The Macromolecular CIF Dictionary

Paula Fitzgerald¹, Helen Berman², Phil Bourne³, Brian McMahon⁴, Keith Watenpaugh⁵ and John Westbrook²

¹Merck Research Laboratories, PO Box 2000 Ry50-105, Rahway NJ 07065 USA

²Department of Chemistry, Rutgers University, PO Box 939, Piscataway NJ 08855 USA

³San Diego Supercomputer Center, PO Box 85608, San Diego CA 92186 USA

⁴The International Union of Crystallography, 5 Abby Squarer, Chester CH11 2HU UK ⁵Pharmacia Upjohn, 7255-209-1, 301 Henrietta Street, Kalamazoo MI 49007 USA

Background

'CIF' (Crystallographic Information File) is a subset of STAR (Self-defining Test Archive and Retrieval format [1]). The CIF format is suitable for archiving, in any order, all types of text and numerical data. The goals of CIF are a data structure that is general, upwardly compatible, flexible, and which facilitates electronic publication.
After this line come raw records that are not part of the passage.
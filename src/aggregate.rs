use std::collections::{BTreeSet, HashSet};
use std::hash::Hash;
use std::time::{Duration, Instant};

use serde::{Deserialize, Serialize};
use strum::{Display, EnumIter, EnumString};

/// How two solutions are judged to be the same.
#[derive(Copy, Clone, Debug, Default, Eq, PartialEq, Hash, Display, EnumString, EnumIter, Serialize, Deserialize)]
#[strum(serialize_all = "kebab-case")]
#[serde(rename_all = "kebab-case")]
pub enum FingerprintMode {
    /// Chains using the same words are one solution, whatever the order.
    #[default]
    WordSet,
    /// Chains are one solution only if they list the same words in the same order.
    OrderedChain,
}

/// The deduplication key of a solution under some [`FingerprintMode`].
#[derive(Clone, Debug, Eq, PartialEq, Hash)]
pub enum Fingerprint<W: Ord + Hash> {
    /// The words of the chain, unordered.
    WordSet(BTreeSet<W>),
    /// The words of the chain, in order.
    OrderedChain(Vec<W>),
}

impl<W: Clone + Ord + Hash> Fingerprint<W> {
    /// The fingerprint of `chain` under `mode`.
    pub fn of(mode: FingerprintMode, chain: &[W]) -> Self {
        match mode {
            FingerprintMode::WordSet => Self::WordSet(chain.iter().cloned().collect()),
            FingerprintMode::OrderedChain => Self::OrderedChain(chain.to_vec()),
        }
    }
}

/// What happened to a chain handed to [`SolutionAggregator::offer`].
#[derive(Copy, Clone, Debug, Eq, PartialEq)]
pub enum Offer {
    /// The chain is new and was kept.
    Accepted,
    /// A chain with the same fingerprint was already kept.
    Duplicate,
    /// The cap was already reached; the chain was not considered.
    Full,
}

/// Merges chains from many searches into one deduplicated, capped solution set.
///
/// Solutions keep the order in which they were first offered. The aggregator also owns the session clock:
/// [`Self::budget_exhausted`] reports when the overall time budget, if any, has run out.
#[derive(Clone, Debug)]
pub struct SolutionAggregator<W: Ord + Hash> {
    mode: FingerprintMode,
    cap: usize,
    seen: HashSet<Fingerprint<W>>,
    solutions: Vec<Vec<W>>,
    started: Instant,
    time_budget: Option<Duration>,
}

impl<W: Clone + Ord + Hash> SolutionAggregator<W> {
    /// An empty aggregator keeping at most `cap` solutions, without a time budget.
    pub fn new(mode: FingerprintMode, cap: usize) -> Self {
        Self {
            mode,
            cap,
            seen: HashSet::new(),
            solutions: Vec::new(),
            started: Instant::now(),
            time_budget: None,
        }
    }

    /// Limit the session to `budget` of wall-clock time, counted from now.
    pub fn with_time_budget(mut self, budget: Duration) -> Self {
        self.started = Instant::now();
        self.time_budget = Some(budget);
        self
    }

    /// Keep `chain` unless its fingerprint has been seen or the cap is reached.
    pub fn offer(&mut self, chain: Vec<W>) -> Offer {
        if self.is_full() {
            return Offer::Full;
        }

        if !self.seen.insert(Fingerprint::of(self.mode, &chain)) {
            return Offer::Duplicate;
        }

        self.solutions.push(chain);
        Offer::Accepted
    }

    /// Whether the cap has been reached.
    #[inline]
    pub fn is_full(&self) -> bool {
        self.solutions.len() >= self.cap
    }

    /// Whether the time budget has run out. Always `false` without a budget.
    pub fn budget_exhausted(&self) -> bool {
        self.time_budget.is_some_and(|budget| self.started.elapsed() >= budget)
    }

    /// Time since the aggregator, or its time budget, was started.
    pub fn elapsed(&self) -> Duration {
        self.started.elapsed()
    }

    /// Number of solutions kept.
    pub fn len(&self) -> usize {
        self.solutions.len()
    }

    /// Whether no solution has been kept.
    pub fn is_empty(&self) -> bool {
        self.solutions.is_empty()
    }

    /// Solutions kept so far, in first-offered order.
    pub fn solutions(&self) -> &[Vec<W>] {
        &self.solutions
    }

    /// Consume the aggregator, yielding its solutions.
    pub fn into_solutions(self) -> Vec<Vec<W>> {
        self.solutions
    }
}

/// Deduplicate `chains` by fingerprint and keep at most `cap` of them, in first-seen order.
///
/// An empty input is a normal outcome and yields an empty result.
pub fn aggregate<W, I>(chains: I, mode: FingerprintMode, cap: usize) -> Vec<Vec<W>>
where
    W: Clone + Ord + Hash,
    I: IntoIterator<Item=Vec<W>>,
{
    let mut aggregator = SolutionAggregator::new(mode, cap);
    for chain in chains {
        if aggregator.offer(chain) == Offer::Full {
            break;
        }
    }

    aggregator.into_solutions()
}

#[cfg(test)]
mod tests {
    use std::collections::HashSet;
    use std::time::Duration;

    use super::{aggregate, Fingerprint, FingerprintMode, Offer, SolutionAggregator};

    fn chains() -> Vec<Vec<&'static str>> {
        vec![
            vec!["ACE", "EGA"],
            vec!["EGA", "ACE"],
            vec!["ACE", "EGB", "BDFH"],
            vec!["ACE", "EGA"],
        ]
    }

    #[test]
    fn word_set_ignores_order() {
        let merged = aggregate(chains(), FingerprintMode::WordSet, 1000);
        assert_eq!(merged, vec![vec!["ACE", "EGA"], vec!["ACE", "EGB", "BDFH"]]);
    }

    #[test]
    fn ordered_chain_keeps_reorderings() {
        let merged = aggregate(chains(), FingerprintMode::OrderedChain, 1000);
        assert_eq!(merged.len(), 3);
        assert!(merged.contains(&vec!["EGA", "ACE"]));
    }

    #[test]
    fn aggregation_is_idempotent() {
        for mode in [FingerprintMode::WordSet, FingerprintMode::OrderedChain] {
            let once = aggregate(chains(), mode, 1000);
            let twice = aggregate(once.clone(), mode, 1000);
            let fingerprints = |chains: &Vec<Vec<&'static str>>| chains.iter()
                .map(|chain| Fingerprint::of(mode, chain))
                .collect::<HashSet<_>>();
            assert_eq!(fingerprints(&once), fingerprints(&twice));
            assert_eq!(once, twice);
        }
    }

    #[test]
    fn cap_is_enforced() {
        let mut aggregator = SolutionAggregator::new(FingerprintMode::OrderedChain, 2);
        assert_eq!(aggregator.offer(vec!["A"]), Offer::Accepted);
        assert_eq!(aggregator.offer(vec!["A"]), Offer::Duplicate);
        assert_eq!(aggregator.offer(vec!["B"]), Offer::Accepted);
        assert!(aggregator.is_full());
        assert_eq!(aggregator.offer(vec!["C"]), Offer::Full);
        assert_eq!(aggregator.len(), 2);
    }

    #[test]
    fn empty_input_is_not_an_error() {
        assert!(aggregate(Vec::<Vec<&str>>::new(), FingerprintMode::WordSet, 1000).is_empty());
    }

    #[test]
    fn time_budget() {
        let aggregator = SolutionAggregator::<&str>::new(FingerprintMode::WordSet, 10);
        assert!(!aggregator.budget_exhausted());
        assert!(aggregator.clone().with_time_budget(Duration::ZERO).budget_exhausted());
        assert!(!aggregator.with_time_budget(Duration::from_secs(3600)).budget_exhausted());
    }
}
CIF was developed by the IUCr Working Party on Crystallographic Information in an effort sponsored by the IUCr Commission on Crystallographic Data and the IUCr Commission on Journals. The results of this effort were seen in a dictionary of data items sufficient for archiving the small molecule crystallographic experiment and its results[2]. This dictionary was adopted by the IUCr at its 1990 Congress in Bordeaux. CIF is now the format in which structure papers are submitted to Acta Crystallographica C; software has been developed to automatically typeset a paper from a CIF.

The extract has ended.